Aggression against the blind -Pakistan Press Foundation (PPF)

Paksitan Press Foundtion

Aggression against the blind

Pakistan Press Foundation

The discrimination that the blind have to face on a daily basis in all spheres of human activity finds manifestation in the linguistic aggression that the blind are all too familiar with and suffer from all the time. As the sighted try to come to grips with their own realities, they invariably use language that ends up insulting, degrading and de-humanising the blind. Such political incorrectness against the blind is cross-cutting as its examples can be found across languages, nationalities, countries and levels of education. The onslaught of language is often so relentless that it seems as if the primary purpose of the very existence of the blind in the cosmic scheme of things is to depict some not-so- flattering human situations through their condition.

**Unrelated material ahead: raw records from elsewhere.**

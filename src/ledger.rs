//! Stock ledger: the `sold`/`invoiceId` state of stock items.
//!
//! Each function takes the loaded stock collection and mutates it in place
//! (or returns a filtered view); persisting the result is the caller's job.
//! Every mutation stamps the touched item's `updatedAt`.

use crate::entity::new_id;
use crate::models::{Invoice, PurchaseEntry, StockItem};
use chrono::{DateTime, Utc};

/// Replace the stock produced by `purchase` with one fresh, unsold item per
/// purchase line.
///
/// Used on both create and update of a purchase: previous items for the
/// entry are dropped first, whatever their sold state.
pub fn materialize_from_purchase(stock: &mut Vec<StockItem>, purchase: &PurchaseEntry) {
    let removed = release_for_purchase(stock, &purchase.id);
    let now = Utc::now();
    stock.extend(purchase.items.iter().map(|item| StockItem {
        id: new_id(),
        purchase_entry_id: purchase.id.clone(),
        purchase_item_id: item.id.clone(),
        model_name: item.model_name.clone(),
        chassis_no: item.chassis_no.clone(),
        engine_no: item.engine_no.clone(),
        colour: item.colour.clone(),
        gst: item.gst,
        price: item.price,
        purchase_date: purchase.invoice_date,
        sold: false,
        invoice_id: None,
        created_at: now,
        updated_at: now,
    }));
    debug!(
        "✓ Ledger materialized {} items for purchase {} (replaced {})",
        purchase.items.len(),
        purchase.serial_no,
        removed
    );
}

/// Mark every listed item sold to `invoice_id`.
///
/// No check is made that an item is free; reserving an item already held by
/// another invoice moves it.
pub fn reserve(stock: &mut [StockItem], ids: &[String], invoice_id: &str) -> usize {
    let now = Utc::now();
    let mut touched = 0;
    for item in stock.iter_mut().filter(|s| ids.contains(&s.id)) {
        if item.sold && item.invoice_id.as_deref().is_some_and(|owner| owner != invoice_id) {
            warn!(
                "Stock {} moved from invoice {:?} to {}",
                item.chassis_no, item.invoice_id, invoice_id
            );
        }
        item.sold = true;
        item.invoice_id = Some(invoice_id.to_string());
        item.updated_at = now;
        touched += 1;
    }
    debug!("✓ Ledger reserved {} items to {}", touched, invoice_id);
    touched
}

/// Return listed items held by `invoice_id` to inventory.
///
/// Items owned by another invoice (or by none) are left alone.
pub fn release(stock: &mut [StockItem], ids: &[String], invoice_id: &str) -> usize {
    let now = Utc::now();
    let mut touched = 0;
    for item in stock.iter_mut().filter(|s| ids.contains(&s.id)) {
        if item.invoice_id.as_deref() != Some(invoice_id) {
            warn!(
                "Release of {} skipped: held by {:?}, not {}",
                item.chassis_no, item.invoice_id, invoice_id
            );
            continue;
        }
        item.sold = false;
        item.invoice_id = None;
        item.updated_at = now;
        touched += 1;
    }
    debug!("✓ Ledger released {} items from {}", touched, invoice_id);
    touched
}

/// Remove every item produced by the purchase entry, sold or not.
pub fn release_for_purchase(stock: &mut Vec<StockItem>, purchase_entry_id: &str) -> usize {
    let before = stock.len();
    stock.retain(|s| s.purchase_entry_id != purchase_entry_id);
    let removed = before - stock.len();
    if removed > 0 {
        debug!("✓ Ledger removed {} items of purchase {}", removed, purchase_entry_id);
    }
    removed
}

/// Items that can go on an invoice: everything unsold, plus whatever the
/// invoice being edited already holds.
pub fn list_available<'a>(stock: &'a [StockItem], editing: Option<&Invoice>) -> Vec<&'a StockItem> {
    stock
        .iter()
        .filter(|s| !s.sold || editing.is_some_and(|inv| s.is_held_by(&inv.id)))
        .collect()
}

/// Whole days between the item's purchase date and `now`, rounded toward
/// zero. A purchase dated in the future gives a negative count.
pub fn days_in_stock(item: &StockItem, now: DateTime<Utc>) -> i64 {
    now.signed_duration_since(item.purchase_date.with_timezone(&Utc))
        .num_days()
}

/// Items whose model, chassis, engine or colour contains `term`, ignoring
/// case. A blank term matches everything.
pub fn search<'a>(stock: &'a [StockItem], term: &str) -> Vec<&'a StockItem> {
    let needle = term.trim().to_lowercase();
    stock
        .iter()
        .filter(|s| {
            needle.is_empty()
                || [&s.model_name, &s.chassis_no, &s.engine_no, &s.colour]
                    .iter()
                    .any(|field| field.to_lowercase().contains(&needle))
        })
        .collect()
}
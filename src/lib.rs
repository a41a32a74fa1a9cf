//! # dealer-ledger
//!
//! Records engine for a two-wheeler dealership: customers, purchase entries,
//! vehicle stock and sales invoices, persisted as JSON text under a small
//! set of fixed keys.
//!
//! ## Features
//!
//! - **Serial numbering:** Separate registered and non-registered invoice
//!   sequences (`REG-INV-001`, `NON-INV-001`) that never repeat
//! - **Stock reservation:** Every vehicle on an invoice is marked sold to
//!   that invoice and released again on edit or delete
//! - **Backend Agnostic:** In-memory (optionally quota-limited) and
//!   file-per-key backends, or your own [`StoreBackend`]
//! - **Consistent writes:** Each operation validates first and writes its
//!   keys as one batch, with optional rollback on a failed write
//! - **Backup/restore:** The whole store as one JSON document
//!
//! ## Quick Start
//!
//! ```ignore
//! use dealer_ledger::{DealerService, backend::InMemoryBackend};
//! use dealer_ledger::models::{CustomerForm, InvoiceForm, InvoiceItemForm};
//!
//! let ledger = DealerService::new(InMemoryBackend::new());
//!
//! // 1. Record the supplier and the vehicles bought from them
//! let supplier = ledger.create_customer(supplier_form).await?;
//! ledger.create_purchase(purchase_form).await?;
//!
//! // 2. Sell a vehicle from stock
//! let buyer = ledger.create_customer(buyer_form).await?;
//! let stock = ledger.list_available_stock(None).await?;
//! let invoice = ledger
//!     .create_invoice(InvoiceForm {
//!         customer_id: buyer.id.clone(),
//!         items: vec![InvoiceItemForm::new(stock[0].id.clone())],
//!         ..invoice_form
//!     })
//!     .await?;
//! assert_eq!(invoice.serial_no, "NON-INV-001");
//! ```

#[macro_use]
extern crate log;

pub mod backend;
pub mod config;
pub mod entity;
pub mod error;
pub mod key;
pub mod ledger;
pub mod models;
pub mod observability;
pub mod render;
pub mod repository;
pub mod serial;
pub mod serialization;
pub mod service;
pub mod strategy;

#[cfg(test)]
mod fixtures;

// Re-exports for convenience
pub use backend::StoreBackend;
pub use config::ServiceConfig;
pub use entity::Record;
pub use error::{Error, Result};
pub use key::StoreKey;
pub use service::{DateRange, DealerService};
pub use strategy::WriteStrategy;

/// Library version
pub const VERSION: &str = env!("CARGO_PKG_VERSION");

The two human conditions that the sighted people love to equate with blindness are stupidity and ignorance. We often find expressions like “even blind can see the wisdom of….” and “it is clear even to a blind that…” being used to drive home the point which is ‘obvious’ to the person making it but being overlooked by others. Ironically, notwithstanding the merit of the argument being made, the person using these pathetic expressions himself or herself comes across as a stupid and insensitive person from the standpoint of a blind person. The problem with these expressions is that people with the disability of being blind are depicted as stupid or ignorant — simply because of a physical condition. Try convincing the blind that actually, it is the law of unintended consequences that the blind have to face collateral damage in these wars of by sighted intellectuals. Wars, ironically, which are against the ignorance and stupidity prevalent in the world.

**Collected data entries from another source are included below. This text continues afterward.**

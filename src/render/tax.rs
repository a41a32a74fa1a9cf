//! GST breakdown of an invoice.
//!
//! Intra-state sales split the rate into CGST and SGST at half the rate
//! each; inter-state sales charge IGST at the full rate. The comparison is
//! between the company's state and the state in the invoice's customer
//! snapshot, ignoring case.

use crate::models::{CompanyProfile, Invoice, InvoiceItem};
use serde::Serialize;

/// Tax figures for one invoice line.
#[derive(Clone, Debug, PartialEq, Serialize)]
#[serde(rename_all = "camelCase")]
pub struct TaxLine {
    pub stock_item_id: String,
    /// GST rate in percent.
    pub rate: f64,
    /// `price × qty`.
    pub taxable: f64,
    pub cgst: f64,
    pub sgst: f64,
    pub igst: f64,
}

impl TaxLine {
    pub fn total_tax(&self) -> f64 {
        self.cgst + self.sgst + self.igst
    }
}

/// Per-line and whole-invoice tax figures.
#[derive(Clone, Debug, PartialEq, Serialize)]
#[serde(rename_all = "camelCase")]
pub struct TaxBreakdown {
    /// True when CGST/SGST apply, false for IGST.
    pub intra_state: bool,
    pub lines: Vec<TaxLine>,
    pub taxable: f64,
    pub cgst: f64,
    pub sgst: f64,
    pub igst: f64,
    pub total_tax: f64,
    /// Taxable value plus taxes plus insurance, registration and
    /// accessories amounts.
    pub bill_total: f64,
}

/// Compute the tax table and bill total of `invoice`.
///
/// # Example
///
/// ```ignore
/// let totals = tax_breakdown(&invoice, &company);
/// println!("Bill Total {:.2}", totals.bill_total);
/// ```
pub fn tax_breakdown(invoice: &Invoice, company: &CompanyProfile) -> TaxBreakdown {
    let intra_state = same_state(&company.state, &invoice.customer_details.state);

    let lines: Vec<TaxLine> = invoice
        .items
        .iter()
        .map(|item| {
            let taxable = item.price * f64::from(item.qty);
            let (cgst, sgst, igst) = if intra_state {
                let half = taxable * (item.gst / 2.0) / 100.0;
                (half, half, 0.0)
            } else {
                (0.0, 0.0, taxable * item.gst / 100.0)
            };
            TaxLine {
                stock_item_id: item.stock_item_id.clone(),
                rate: item.gst,
                taxable,
                cgst,
                sgst,
                igst,
            }
        })
        .collect();

    let taxable: f64 = lines.iter().map(|l| l.taxable).sum();
    let cgst: f64 = lines.iter().map(|l| l.cgst).sum();
    let sgst: f64 = lines.iter().map(|l| l.sgst).sum();
    let igst: f64 = lines.iter().map(|l| l.igst).sum();
    let total_tax = cgst + sgst + igst;

    let extras = &invoice.commercial;
    let bill_total = taxable
        + total_tax
        + extras.insurance_amount.unwrap_or(0.0)
        + extras.registration_amount.unwrap_or(0.0)
        + extras.accessories_amount.unwrap_or(0.0);

    TaxBreakdown {
        intra_state,
        lines,
        taxable,
        cgst,
        sgst,
        igst,
        total_tax,
        bill_total,
    }
}

fn same_state(a: &str, b: &str) -> bool {
    a.trim().to_lowercase() == b.trim().to_lowercase()
}

/// HSN/SAC code printed for a line: the item's own code, else characters
/// 3..=6 of the company GSTIN, else `N/A`.
pub fn hsn_display(item: &InvoiceItem, company: &CompanyProfile) -> String {
    if let Some(code) = item.hsn_sac.as_deref().filter(|c| !c.is_empty()) {
        return code.to_string();
    }
    company
        .gst_number
        .as_deref()
        .and_then(|gst| gst.get(2..6))
        .filter(|c| !c.is_empty())
        .unwrap_or(crate::models::NOT_APPLICABLE)
        .to_string()
}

Someone rightly said that the path to hell is paved with good intentions. It is all the more problematic when such insensitive expressions are disseminated through mass media. Some years ago, a TV channel aired a public service message which illustrates deeply engrained notions of the sighted about the blind. The message included a sentence: ‘Taleem ke beghair insaan andha, goonga aur behra hota hai’. (Without education, a person is half-blind, deaf and dumb). Could there be any other noble message being conveyed so pathetically? To begin with, disability rights activists are trying to discard the use of insensitive and disparaging words like andha, goonga and behra and are advocating the use of terms like nabeena, and quwat-e-samaat aur goyaee se mazoor afraad. More importantly, using disability conditions in offensive symbology, often to spread positive messages about the value of education, instead of combating ignorance, is actually making people more unenlightened by reinforcing negative perceptions about persons with disabilities. What is actually being conveyed here is that without education, a person is as worse off as those with visual, speech and hearing impairments — as if there is something inherently wrong with the disabled because of their impairments, as if their intellectual faculties are mediocre.

The government is not far behind at least in the area of linguistic aggressions against the disabled. In the 1998 census, persons with disabilities were referred to as ‘crippled, deaf and dumb’. Recently, Muhammad Shabbir Awan, a blind friend, shared how the Punjab Government’s Recruitment Policy for Educators 2014 mentions a two per cent quota for persons with disabilities, but ironically bars the very people from applying for the posts through its terms and conditions. On page three, the policy states: “Under disabled persons’ quota, blind, deaf or dumb candidates will not be eligible to apply.” Apart from the insensitive words, the policy also adds that, “disability should not hinder mobility”. Whatever that means.

There is a whole body of words, idioms, proverbs, folklores and jokes — all of it sewn tightly to our fabric of vocabulary — that contribute to covert, personal onslaughts against the blind and other persons with disabilities. Owing to space constraints, I have shared only a few expressions here. The use of such expressions which reinforce negative perceptions against the disabled will have to be neutralised. Teachers, opinion leaders, content managers, editors and writers can play a significant role in discarding expressions that hurt the cause of the disabled. The government needs to revisit textbooks and teaching material for the children and dispense with all expressions that are in any way degrading for persons with disabilities.